━━ Data records ━━

//! Handlers for `/authors` and `/sources`.
//!
//! Any authenticated caller may create either; a source must name at least
//! one existing author.

use axum::{
  Json,
  extract::{
    Path, State,
    rejection::{JsonRejection, PathRejection},
  },
  http::StatusCode,
};
use uuid::Uuid;
use yacoid_core::{
  Error,
  identity::IdentityProvider,
  source::{Author, NewAuthor, NewSource, Source},
  store::DefinitionStore,
};

use crate::{AppState, auth::Caller, error::ApiError};

// ─── Authors ──────────────────────────────────────────────────────────────────

/// `POST /authors`, body: `{"first_name":"...","last_name":"..."}`.
pub async fn create_author<S, I>(
  State(state): State<AppState<S, I>>,
  Caller(identity): Caller,
  body: Result<Json<NewAuthor>, JsonRejection>,
) -> Result<(StatusCode, Json<Author>), ApiError>
where
  S: DefinitionStore + 'static,
  I: IdentityProvider + 'static,
{
  let Json(input) = body?;
  let author = state.moderation.create_author(input, &identity).await?;
  Ok((StatusCode::CREATED, Json(author)))
}

/// `GET /authors/{id}`
pub async fn get_author<S, I>(
  State(state): State<AppState<S, I>>,
  id: Result<Path<Uuid>, PathRejection>,
) -> Result<Json<Author>, ApiError>
where
  S: DefinitionStore + 'static,
  I: IdentityProvider + 'static,
{
  let Path(id) = id?;
  let author = state
    .moderation
    .store()
    .get_author(id)
    .await
    .map_err(Error::store)?
    .ok_or(Error::AuthorNotFound(id))?;
  Ok(Json(author))
}

// ─── Sources ──────────────────────────────────────────────────────────────────

/// `POST /sources`, body: `{"authors":["<uuid>", ...]}`.
pub async fn create_source<S, I>(
  State(state): State<AppState<S, I>>,
  Caller(identity): Caller,
  body: Result<Json<NewSource>, JsonRejection>,
) -> Result<(StatusCode, Json<Source>), ApiError>
where
  S: DefinitionStore + 'static,
  I: IdentityProvider + 'static,
{
  let Json(input) = body?;
  let source = state.moderation.create_source(input, &identity).await?;
  Ok((StatusCode::CREATED, Json(source)))
}

/// `GET /sources/{id}`
pub async fn get_source<S, I>(
  State(state): State<AppState<S, I>>,
  id: Result<Path<Uuid>, PathRejection>,
) -> Result<Json<Source>, ApiError>
where
  S: DefinitionStore + 'static,
  I: IdentityProvider + 'static,
{
  let Path(id) = id?;
  let source = state
    .moderation
    .store()
    .get_source(id)
    .await
    .map_err(Error::store)?
    .ok_or(Error::SourceNotFound(id))?;
  Ok(Json(source))
}
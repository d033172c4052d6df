//! Declarative description of a navigable dimension. Facets are defined
//! per page and immutable for the page's lifetime.

use std::fmt;
use std::sync::Arc;

/// Produces a facet's options. Lazy sources are invoked fresh on every
/// rebuild so option lists can track page state.
#[derive(Clone)]
pub enum OptionSource {
    Static(Vec<FacetOption>),
    Lazy(Arc<dyn Fn() -> Vec<FacetOption> + Send + Sync>),
}

impl OptionSource {
    pub fn produce(&self) -> Vec<FacetOption> {
        match self {
            OptionSource::Static(options) => options.clone(),
            OptionSource::Lazy(producer) => producer(),
        }
    }
}

impl fmt::Debug for OptionSource {
    fn fmt(&self, f: &mut fmt::Formatter<'_>) -> fmt::Result {
        match self {
            OptionSource::Static(options) => {
                f.debug_tuple("Static").field(&options.len()).finish()
            }
            OptionSource::Lazy(_) => f.debug_tuple("Lazy").finish(),
        }
    }
}

impl Default for OptionSource {
    fn default() -> Self {
        OptionSource::Static(Vec::new())
    }
}

/// Predicate deciding whether an option of a dependent facet is valid for
/// the parent facet's current scalar value.
pub type ParentPredicate = Arc<dyn Fn(&str, &FacetOption) -> bool + Send + Sync>;

#[derive(Clone, Debug, Default, PartialEq)]
pub struct FacetOption {
    pub text: String,
    /// Selection token; falls back to `text` when unset.
    pub value: Option<String>,
    pub icon: Option<String>,
    pub color_hex: Option<String>,
    /// Precomputed navigation target that bypasses default URL
    /// construction.
    pub href: Option<String>,
}

impl FacetOption {
    pub fn new(text: impl Into<String>) -> Self {
        Self {
            text: text.into(),
            ..Self::default()
        }
    }

    pub fn with_value(mut self, value: impl Into<String>) -> Self {
        self.value = Some(value.into());
        self
    }

    pub fn with_color(mut self, color_hex: impl Into<String>) -> Self {
        self.color_hex = Some(color_hex.into());
        self
    }

    pub fn with_icon(mut self, icon: impl Into<String>) -> Self {
        self.icon = Some(icon.into());
        self
    }

    pub fn with_href(mut self, href: impl Into<String>) -> Self {
        self.href = Some(href.into());
        self
    }

    pub fn value(&self) -> &str {
        self.value.as_deref().unwrap_or(&self.text)
    }
}

#[derive(Clone)]
pub struct Facet {
    key: String,
    title: String,
    options: OptionSource,
    is_legend: bool,
    is_multi: bool,
    depends_on: Option<String>,
    valid_for_parent: Option<ParentPredicate>,
}

impl fmt::Debug for Facet {
    fn fmt(&self, f: &mut fmt::Formatter<'_>) -> fmt::Result {
        f.debug_struct("Facet")
            .field("key", &self.key)
            .field("title", &self.title)
            .field("options", &self.options)
            .field("is_legend", &self.is_legend)
            .field("is_multi", &self.is_multi)
            .field("depends_on", &self.depends_on)
            .field("has_parent_predicate", &self.valid_for_parent.is_some())
            .finish()
    }
}

impl Facet {
    /// Keys are lower-cased up front so every later comparison is cheap.
    pub fn new(key: impl Into<String>, title: impl Into<String>) -> Self {
        Self {
            key: key.into().to_ascii_lowercase(),
            title: title.into(),
            options: OptionSource::default(),
            is_legend: false,
            is_multi: false,
            depends_on: None,
            valid_for_parent: None,
        }
    }

    pub fn with_options(mut self, options: Vec<FacetOption>) -> Self {
        self.options = OptionSource::Static(options);
        self
    }

    pub fn with_lazy_options(
        mut self,
        producer: impl Fn() -> Vec<FacetOption> + Send + Sync + 'static,
    ) -> Self {
        self.options = OptionSource::Lazy(Arc::new(producer));
        self
    }

    pub fn legend(mut self) -> Self {
        self.is_legend = true;
        self
    }

    pub fn multi(mut self) -> Self {
        self.is_multi = true;
        self
    }

    pub fn depends_on(mut self, parent_key: impl Into<String>) -> Self {
        self.depends_on = Some(parent_key.into().to_ascii_lowercase());
        self
    }

    pub fn valid_for_parent(
        mut self,
        predicate: impl Fn(&str, &FacetOption) -> bool + Send + Sync + 'static,
    ) -> Self {
        self.valid_for_parent = Some(Arc::new(predicate));
        self
    }

    pub fn key(&self) -> &str {
        &self.key
    }

    pub fn title(&self) -> &str {
        &self.title
    }

    pub fn options(&self) -> &OptionSource {
        &self.options
    }

    pub fn is_legend(&self) -> bool {
        self.is_legend
    }

    pub fn is_multi(&self) -> bool {
        self.is_multi
    }

    pub fn parent_key(&self) -> Option<&str> {
        self.depends_on.as_deref()
    }

    pub fn parent_predicate(&self) -> Option<&ParentPredicate> {
        self.valid_for_parent.as_ref()
    }
}
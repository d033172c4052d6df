//! Explicit observer lists. Subscriptions are identified by id and must be
//! dropped with [`Observers::unsubscribe`] on teardown; nothing here relies
//! on garbage collection to release a handler.

pub type Observer<E> = Box<dyn Fn(&E) + Send>;

#[derive(Clone, Copy, Debug, PartialEq, Eq, Hash, PartialOrd, Ord)]
pub struct SubscriptionId(u64);

pub struct Observers<E> {
    entries: Vec<(SubscriptionId, Observer<E>)>,
    next_id: u64,
}

impl<E> Default for Observers<E> {
    fn default() -> Self {
        Self {
            entries: Vec::new(),
            next_id: 0,
        }
    }
}

impl<E> Observers<E> {
    pub fn subscribe(&mut self, observer: Observer<E>) -> SubscriptionId {
        let id = SubscriptionId(self.next_id);
        self.next_id += 1;
        self.entries.push((id, observer));
        id
    }

    /// Returns false when the id was already gone.
    pub fn unsubscribe(&mut self, id: SubscriptionId) -> bool {
        let before = self.entries.len();
        self.entries.retain(|(existing, _)| *existing != id);
        before != self.entries.len()
    }

    pub fn notify(&self, event: &E) {
        for (_, observer) in &self.entries {
            observer(event);
        }
    }

    pub fn len(&self) -> usize {
        self.entries.len()
    }

    pub fn is_empty(&self) -> bool {
        self.entries.is_empty()
    }
}

impl<E> std::fmt::Debug for Observers<E> {
    fn fmt(&self, f: &mut std::fmt::Formatter<'_>) -> std::fmt::Result {
        f.debug_struct("Observers")
            .field("len", &self.entries.len())
            .finish()
    }
}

━━━

(What you have to do): Once you find the line with "pub type ParentPredicate" above, print it and every line after it up to and including the line with "pub fn with_icon(mut", exactly as written and nothing else.

(Solution to this exercise):
pub type ParentPredicate = Arc<dyn Fn(&str, &FacetOption) -> bool + Send + Sync>;

#[derive(Clone, Debug, Default, PartialEq)]
pub struct FacetOption {
    pub text: String,
    /// Selection token; falls back to `text` when unset.
    pub value: Option<String>,
    pub icon: Option<String>,
    pub color_hex: Option<String>,
    /// Precomputed navigation target that bypasses default URL
    /// construction.
    pub href: Option<String>,
}

impl FacetOption {
    pub fn new(text: impl Into<String>) -> Self {
        Self {
            text: text.into(),
            ..Self::default()
        }
    }

    pub fn with_value(mut self, value: impl Into<String>) -> Self {
        self.value = Some(value.into());
        self
    }

    pub fn with_color(mut self, color_hex: impl Into<String>) -> Self {
        self.color_hex = Some(color_hex.into());
        self
    }

    pub fn with_icon(mut self, icon: impl Into<String>) -> Self {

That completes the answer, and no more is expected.